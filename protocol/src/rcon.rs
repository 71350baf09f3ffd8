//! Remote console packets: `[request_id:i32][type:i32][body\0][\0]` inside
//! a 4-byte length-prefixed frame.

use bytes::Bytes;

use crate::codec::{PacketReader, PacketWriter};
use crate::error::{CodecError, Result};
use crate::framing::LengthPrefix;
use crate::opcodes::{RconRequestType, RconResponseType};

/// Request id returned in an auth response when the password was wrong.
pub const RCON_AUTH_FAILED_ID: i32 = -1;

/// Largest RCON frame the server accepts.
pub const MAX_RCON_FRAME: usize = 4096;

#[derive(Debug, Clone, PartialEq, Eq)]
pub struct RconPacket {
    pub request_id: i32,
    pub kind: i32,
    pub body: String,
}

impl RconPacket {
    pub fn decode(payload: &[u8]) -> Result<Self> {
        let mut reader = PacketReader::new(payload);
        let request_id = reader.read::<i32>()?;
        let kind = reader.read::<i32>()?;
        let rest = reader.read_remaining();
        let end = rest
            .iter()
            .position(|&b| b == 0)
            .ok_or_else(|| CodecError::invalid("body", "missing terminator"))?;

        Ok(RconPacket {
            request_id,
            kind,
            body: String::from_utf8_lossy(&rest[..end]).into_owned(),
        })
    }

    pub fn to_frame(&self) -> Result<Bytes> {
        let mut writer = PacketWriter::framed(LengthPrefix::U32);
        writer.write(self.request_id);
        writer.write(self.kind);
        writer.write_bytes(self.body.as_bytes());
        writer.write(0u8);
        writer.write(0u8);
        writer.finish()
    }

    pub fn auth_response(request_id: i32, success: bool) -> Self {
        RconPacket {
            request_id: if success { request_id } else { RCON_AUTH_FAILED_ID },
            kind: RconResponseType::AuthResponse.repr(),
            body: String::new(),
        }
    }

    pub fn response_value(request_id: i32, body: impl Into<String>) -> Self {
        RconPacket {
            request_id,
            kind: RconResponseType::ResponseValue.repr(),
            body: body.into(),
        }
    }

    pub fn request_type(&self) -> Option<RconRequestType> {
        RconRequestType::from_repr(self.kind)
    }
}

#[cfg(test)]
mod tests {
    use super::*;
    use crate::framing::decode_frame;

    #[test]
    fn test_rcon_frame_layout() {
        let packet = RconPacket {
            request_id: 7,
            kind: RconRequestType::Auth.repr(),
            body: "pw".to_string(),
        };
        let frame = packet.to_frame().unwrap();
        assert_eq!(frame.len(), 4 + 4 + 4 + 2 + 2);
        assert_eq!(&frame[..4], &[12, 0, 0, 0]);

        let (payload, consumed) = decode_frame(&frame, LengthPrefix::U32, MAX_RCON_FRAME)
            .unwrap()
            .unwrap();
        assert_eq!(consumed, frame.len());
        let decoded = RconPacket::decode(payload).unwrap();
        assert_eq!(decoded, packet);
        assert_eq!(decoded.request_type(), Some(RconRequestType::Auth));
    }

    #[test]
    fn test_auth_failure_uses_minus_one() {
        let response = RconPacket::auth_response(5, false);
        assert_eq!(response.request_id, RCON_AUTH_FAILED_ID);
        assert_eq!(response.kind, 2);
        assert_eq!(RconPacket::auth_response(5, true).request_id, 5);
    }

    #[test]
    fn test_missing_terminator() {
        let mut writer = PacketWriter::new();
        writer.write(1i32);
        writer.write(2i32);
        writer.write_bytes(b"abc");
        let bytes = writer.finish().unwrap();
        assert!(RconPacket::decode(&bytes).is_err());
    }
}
=====
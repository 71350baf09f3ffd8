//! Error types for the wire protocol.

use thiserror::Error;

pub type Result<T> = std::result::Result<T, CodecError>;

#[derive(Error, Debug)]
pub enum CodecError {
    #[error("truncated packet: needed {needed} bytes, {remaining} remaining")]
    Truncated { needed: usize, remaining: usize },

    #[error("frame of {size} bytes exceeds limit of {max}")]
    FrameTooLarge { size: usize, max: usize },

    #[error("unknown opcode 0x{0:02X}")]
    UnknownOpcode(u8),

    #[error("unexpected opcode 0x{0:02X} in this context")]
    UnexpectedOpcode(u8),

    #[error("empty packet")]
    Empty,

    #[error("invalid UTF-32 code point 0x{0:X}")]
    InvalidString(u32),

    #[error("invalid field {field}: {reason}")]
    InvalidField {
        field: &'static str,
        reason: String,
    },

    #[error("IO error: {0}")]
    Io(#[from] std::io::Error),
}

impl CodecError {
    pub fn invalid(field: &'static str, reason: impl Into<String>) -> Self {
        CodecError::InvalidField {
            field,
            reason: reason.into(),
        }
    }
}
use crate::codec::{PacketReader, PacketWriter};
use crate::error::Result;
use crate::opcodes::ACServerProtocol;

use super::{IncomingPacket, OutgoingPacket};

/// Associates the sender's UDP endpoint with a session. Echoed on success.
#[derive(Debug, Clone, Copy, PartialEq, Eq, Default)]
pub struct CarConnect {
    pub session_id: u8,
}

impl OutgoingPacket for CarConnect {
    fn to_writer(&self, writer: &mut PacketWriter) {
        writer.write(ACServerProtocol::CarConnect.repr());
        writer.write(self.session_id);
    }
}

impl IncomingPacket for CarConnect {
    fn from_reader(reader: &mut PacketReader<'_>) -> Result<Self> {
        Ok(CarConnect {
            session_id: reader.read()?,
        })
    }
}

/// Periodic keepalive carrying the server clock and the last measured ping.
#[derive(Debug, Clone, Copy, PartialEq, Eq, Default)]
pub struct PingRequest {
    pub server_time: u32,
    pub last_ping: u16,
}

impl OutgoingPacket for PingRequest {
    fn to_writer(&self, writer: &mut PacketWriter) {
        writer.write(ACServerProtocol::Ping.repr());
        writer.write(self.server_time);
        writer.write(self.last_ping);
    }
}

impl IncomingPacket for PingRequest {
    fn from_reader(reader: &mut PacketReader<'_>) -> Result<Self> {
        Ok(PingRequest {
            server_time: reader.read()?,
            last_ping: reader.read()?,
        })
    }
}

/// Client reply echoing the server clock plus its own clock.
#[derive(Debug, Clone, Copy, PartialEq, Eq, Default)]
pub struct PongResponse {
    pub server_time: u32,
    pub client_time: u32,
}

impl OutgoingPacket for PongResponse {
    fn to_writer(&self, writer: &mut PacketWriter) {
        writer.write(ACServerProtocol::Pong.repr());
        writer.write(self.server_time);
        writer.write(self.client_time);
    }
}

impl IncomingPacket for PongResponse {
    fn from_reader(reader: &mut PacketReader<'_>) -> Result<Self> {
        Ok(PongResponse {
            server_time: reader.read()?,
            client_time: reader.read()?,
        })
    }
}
=====
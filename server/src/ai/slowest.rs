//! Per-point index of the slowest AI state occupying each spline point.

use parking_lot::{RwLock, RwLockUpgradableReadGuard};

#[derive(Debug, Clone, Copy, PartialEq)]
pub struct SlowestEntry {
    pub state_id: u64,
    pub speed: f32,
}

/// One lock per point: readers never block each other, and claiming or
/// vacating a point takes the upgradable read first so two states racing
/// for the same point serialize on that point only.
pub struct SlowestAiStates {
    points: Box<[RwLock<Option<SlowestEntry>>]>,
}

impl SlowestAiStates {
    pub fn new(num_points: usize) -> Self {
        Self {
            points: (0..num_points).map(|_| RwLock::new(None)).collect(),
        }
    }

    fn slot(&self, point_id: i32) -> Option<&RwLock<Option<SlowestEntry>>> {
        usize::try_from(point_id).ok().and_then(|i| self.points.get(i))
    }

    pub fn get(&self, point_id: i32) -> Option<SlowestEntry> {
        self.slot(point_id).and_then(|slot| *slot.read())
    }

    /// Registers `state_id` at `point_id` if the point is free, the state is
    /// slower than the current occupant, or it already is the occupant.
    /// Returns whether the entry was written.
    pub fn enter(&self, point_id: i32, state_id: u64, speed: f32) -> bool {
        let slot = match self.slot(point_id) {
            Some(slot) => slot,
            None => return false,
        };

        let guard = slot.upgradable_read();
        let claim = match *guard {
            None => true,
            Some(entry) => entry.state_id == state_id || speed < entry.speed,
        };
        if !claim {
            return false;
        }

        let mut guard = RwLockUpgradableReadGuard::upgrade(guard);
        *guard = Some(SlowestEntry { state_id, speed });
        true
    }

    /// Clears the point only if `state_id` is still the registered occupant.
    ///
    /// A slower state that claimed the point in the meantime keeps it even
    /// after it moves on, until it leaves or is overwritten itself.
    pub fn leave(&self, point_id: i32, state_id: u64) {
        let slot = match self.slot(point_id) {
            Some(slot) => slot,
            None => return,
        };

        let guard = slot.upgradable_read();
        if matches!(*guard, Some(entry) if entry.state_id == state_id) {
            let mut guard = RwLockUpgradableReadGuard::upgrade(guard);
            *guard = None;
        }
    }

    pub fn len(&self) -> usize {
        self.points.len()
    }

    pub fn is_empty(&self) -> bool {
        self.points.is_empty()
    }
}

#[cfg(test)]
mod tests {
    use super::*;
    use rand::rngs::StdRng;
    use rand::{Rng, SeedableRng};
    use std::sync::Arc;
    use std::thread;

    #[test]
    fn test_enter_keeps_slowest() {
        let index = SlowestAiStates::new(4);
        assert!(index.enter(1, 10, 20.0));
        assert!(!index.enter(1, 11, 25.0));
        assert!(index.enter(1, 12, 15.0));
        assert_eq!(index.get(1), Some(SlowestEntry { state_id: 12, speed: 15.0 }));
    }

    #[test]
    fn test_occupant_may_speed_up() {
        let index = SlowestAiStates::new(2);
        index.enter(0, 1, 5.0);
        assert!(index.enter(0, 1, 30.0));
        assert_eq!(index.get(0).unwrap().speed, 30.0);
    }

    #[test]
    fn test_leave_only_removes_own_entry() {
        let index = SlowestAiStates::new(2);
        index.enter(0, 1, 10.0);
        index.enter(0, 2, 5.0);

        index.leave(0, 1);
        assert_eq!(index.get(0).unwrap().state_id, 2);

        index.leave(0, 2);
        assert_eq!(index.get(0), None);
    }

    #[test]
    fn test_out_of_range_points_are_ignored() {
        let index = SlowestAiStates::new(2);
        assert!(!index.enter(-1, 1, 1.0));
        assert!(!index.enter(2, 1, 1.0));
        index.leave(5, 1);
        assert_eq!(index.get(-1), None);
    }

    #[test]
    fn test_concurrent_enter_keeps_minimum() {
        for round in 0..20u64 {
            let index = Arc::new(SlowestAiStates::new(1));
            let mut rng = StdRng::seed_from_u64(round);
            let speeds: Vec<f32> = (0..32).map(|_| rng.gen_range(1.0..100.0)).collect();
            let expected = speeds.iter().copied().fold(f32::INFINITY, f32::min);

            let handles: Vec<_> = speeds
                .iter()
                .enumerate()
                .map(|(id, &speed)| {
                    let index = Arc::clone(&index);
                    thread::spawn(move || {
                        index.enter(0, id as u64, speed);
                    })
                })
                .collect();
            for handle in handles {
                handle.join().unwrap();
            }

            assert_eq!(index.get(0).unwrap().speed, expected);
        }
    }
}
=====
### [EXERCISE PROMPT]
Begin at the line above that has "filename protocol/src/rcon.rs" and stop after the line that has "use crate::framing::LengthPrefix;", copying each line exactly and adding nothing else.

### [TASK ANSWER]
filename protocol/src/rcon.rs
repository 71350baf09f3ffd8
//! Remote console packets: `[request_id:i32][type:i32][body\0][\0]` inside
//! a 4-byte length-prefixed frame.

use bytes::Bytes;

use crate::codec::{PacketReader, PacketWriter};
use crate::error::{CodecError, Result};
use crate::framing::LengthPrefix;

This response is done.